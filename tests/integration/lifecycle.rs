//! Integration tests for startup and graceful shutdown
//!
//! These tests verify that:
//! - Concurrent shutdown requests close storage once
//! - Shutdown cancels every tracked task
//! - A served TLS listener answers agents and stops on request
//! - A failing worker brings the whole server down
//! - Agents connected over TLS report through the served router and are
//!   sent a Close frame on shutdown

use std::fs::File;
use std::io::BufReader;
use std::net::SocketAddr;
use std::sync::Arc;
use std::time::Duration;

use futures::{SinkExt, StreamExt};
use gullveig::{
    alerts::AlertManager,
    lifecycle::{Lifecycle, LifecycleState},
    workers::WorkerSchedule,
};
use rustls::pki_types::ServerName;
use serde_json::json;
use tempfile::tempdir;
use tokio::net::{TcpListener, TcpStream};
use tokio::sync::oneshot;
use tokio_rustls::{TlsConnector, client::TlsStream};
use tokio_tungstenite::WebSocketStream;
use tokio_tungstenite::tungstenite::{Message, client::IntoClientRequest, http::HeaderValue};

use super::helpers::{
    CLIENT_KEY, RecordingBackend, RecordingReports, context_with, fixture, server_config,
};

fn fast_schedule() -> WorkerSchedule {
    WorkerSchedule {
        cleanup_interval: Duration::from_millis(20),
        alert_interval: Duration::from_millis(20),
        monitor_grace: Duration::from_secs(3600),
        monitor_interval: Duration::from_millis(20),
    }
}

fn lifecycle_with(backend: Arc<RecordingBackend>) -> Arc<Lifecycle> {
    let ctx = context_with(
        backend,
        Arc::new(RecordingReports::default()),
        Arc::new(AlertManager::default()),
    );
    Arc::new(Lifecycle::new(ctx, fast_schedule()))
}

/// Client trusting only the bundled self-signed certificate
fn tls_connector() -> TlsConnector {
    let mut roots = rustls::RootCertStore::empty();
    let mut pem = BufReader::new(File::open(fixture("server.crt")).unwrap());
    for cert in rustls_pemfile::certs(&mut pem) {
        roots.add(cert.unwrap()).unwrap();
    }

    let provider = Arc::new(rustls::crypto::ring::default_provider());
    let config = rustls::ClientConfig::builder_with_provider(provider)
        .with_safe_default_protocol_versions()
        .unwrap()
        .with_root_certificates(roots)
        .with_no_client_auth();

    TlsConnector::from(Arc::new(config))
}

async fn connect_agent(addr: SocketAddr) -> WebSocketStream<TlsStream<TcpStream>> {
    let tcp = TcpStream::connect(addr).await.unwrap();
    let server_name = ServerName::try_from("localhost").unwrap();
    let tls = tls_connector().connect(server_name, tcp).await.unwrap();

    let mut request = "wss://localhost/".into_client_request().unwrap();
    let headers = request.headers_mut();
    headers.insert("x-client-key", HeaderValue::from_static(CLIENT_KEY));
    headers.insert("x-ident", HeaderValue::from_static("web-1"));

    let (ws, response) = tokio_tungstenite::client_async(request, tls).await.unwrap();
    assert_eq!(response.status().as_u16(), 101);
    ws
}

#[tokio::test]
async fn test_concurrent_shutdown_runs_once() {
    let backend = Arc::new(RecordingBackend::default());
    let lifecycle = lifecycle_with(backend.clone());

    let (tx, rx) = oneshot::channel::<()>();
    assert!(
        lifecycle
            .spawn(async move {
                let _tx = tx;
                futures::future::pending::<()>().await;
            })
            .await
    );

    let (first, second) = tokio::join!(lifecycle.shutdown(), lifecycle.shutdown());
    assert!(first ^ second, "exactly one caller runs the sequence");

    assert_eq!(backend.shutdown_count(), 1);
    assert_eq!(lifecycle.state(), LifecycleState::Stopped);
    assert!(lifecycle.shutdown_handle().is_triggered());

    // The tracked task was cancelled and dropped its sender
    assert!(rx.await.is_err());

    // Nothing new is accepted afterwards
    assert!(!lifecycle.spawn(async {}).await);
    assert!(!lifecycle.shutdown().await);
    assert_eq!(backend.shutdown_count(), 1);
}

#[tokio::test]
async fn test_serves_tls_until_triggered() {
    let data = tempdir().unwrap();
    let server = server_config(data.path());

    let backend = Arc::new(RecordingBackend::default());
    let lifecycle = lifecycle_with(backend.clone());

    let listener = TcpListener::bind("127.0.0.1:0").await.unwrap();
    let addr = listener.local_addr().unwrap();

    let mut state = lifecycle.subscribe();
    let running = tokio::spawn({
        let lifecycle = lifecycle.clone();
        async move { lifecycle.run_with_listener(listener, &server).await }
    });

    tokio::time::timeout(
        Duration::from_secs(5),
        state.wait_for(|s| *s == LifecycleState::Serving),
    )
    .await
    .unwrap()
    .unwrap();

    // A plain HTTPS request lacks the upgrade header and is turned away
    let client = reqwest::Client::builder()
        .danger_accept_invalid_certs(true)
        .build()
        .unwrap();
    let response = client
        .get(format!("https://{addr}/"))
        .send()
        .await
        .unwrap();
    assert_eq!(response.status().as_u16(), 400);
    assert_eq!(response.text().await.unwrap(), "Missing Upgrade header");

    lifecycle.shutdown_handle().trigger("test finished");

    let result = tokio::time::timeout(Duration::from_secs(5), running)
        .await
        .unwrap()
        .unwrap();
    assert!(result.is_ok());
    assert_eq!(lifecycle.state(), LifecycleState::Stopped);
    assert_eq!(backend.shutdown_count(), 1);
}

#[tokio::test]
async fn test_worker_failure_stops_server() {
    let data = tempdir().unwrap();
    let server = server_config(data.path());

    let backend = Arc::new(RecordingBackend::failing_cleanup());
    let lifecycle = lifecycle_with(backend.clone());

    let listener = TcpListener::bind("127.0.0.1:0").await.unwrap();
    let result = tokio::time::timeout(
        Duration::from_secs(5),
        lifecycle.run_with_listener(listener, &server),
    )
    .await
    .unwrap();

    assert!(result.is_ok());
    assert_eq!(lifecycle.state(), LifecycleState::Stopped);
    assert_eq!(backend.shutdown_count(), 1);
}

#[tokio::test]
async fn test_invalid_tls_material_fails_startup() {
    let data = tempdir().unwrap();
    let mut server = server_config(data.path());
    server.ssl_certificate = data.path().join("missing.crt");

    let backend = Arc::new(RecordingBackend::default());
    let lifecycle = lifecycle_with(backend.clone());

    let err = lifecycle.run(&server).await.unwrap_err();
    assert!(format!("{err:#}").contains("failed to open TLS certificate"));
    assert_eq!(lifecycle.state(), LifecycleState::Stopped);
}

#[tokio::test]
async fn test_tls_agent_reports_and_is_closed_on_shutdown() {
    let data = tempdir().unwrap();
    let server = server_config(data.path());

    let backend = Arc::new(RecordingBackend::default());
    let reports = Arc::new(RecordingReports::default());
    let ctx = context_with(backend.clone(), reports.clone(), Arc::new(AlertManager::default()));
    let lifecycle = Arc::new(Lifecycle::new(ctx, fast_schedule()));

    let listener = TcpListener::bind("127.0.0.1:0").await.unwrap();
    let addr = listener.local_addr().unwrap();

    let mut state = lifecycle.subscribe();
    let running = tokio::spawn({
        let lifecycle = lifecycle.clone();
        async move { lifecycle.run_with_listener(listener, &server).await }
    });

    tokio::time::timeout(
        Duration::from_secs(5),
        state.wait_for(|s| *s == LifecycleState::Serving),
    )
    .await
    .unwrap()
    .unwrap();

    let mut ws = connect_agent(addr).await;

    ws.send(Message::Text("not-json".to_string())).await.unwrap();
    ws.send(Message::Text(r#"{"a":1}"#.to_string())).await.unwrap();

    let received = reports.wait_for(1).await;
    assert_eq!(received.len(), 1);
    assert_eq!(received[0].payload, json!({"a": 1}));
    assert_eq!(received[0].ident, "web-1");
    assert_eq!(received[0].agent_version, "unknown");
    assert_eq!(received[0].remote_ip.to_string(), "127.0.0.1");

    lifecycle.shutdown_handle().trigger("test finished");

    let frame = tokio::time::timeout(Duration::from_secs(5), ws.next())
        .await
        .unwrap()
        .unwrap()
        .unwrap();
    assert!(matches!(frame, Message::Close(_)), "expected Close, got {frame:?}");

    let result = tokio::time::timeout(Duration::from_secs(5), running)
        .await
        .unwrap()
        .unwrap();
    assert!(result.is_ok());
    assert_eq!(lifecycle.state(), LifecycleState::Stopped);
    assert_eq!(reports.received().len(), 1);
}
==================================================
> What to produce
Within these records, how many lines include the word "RecordingReports"? The reply should be that number alone.

> Solution for this problem
3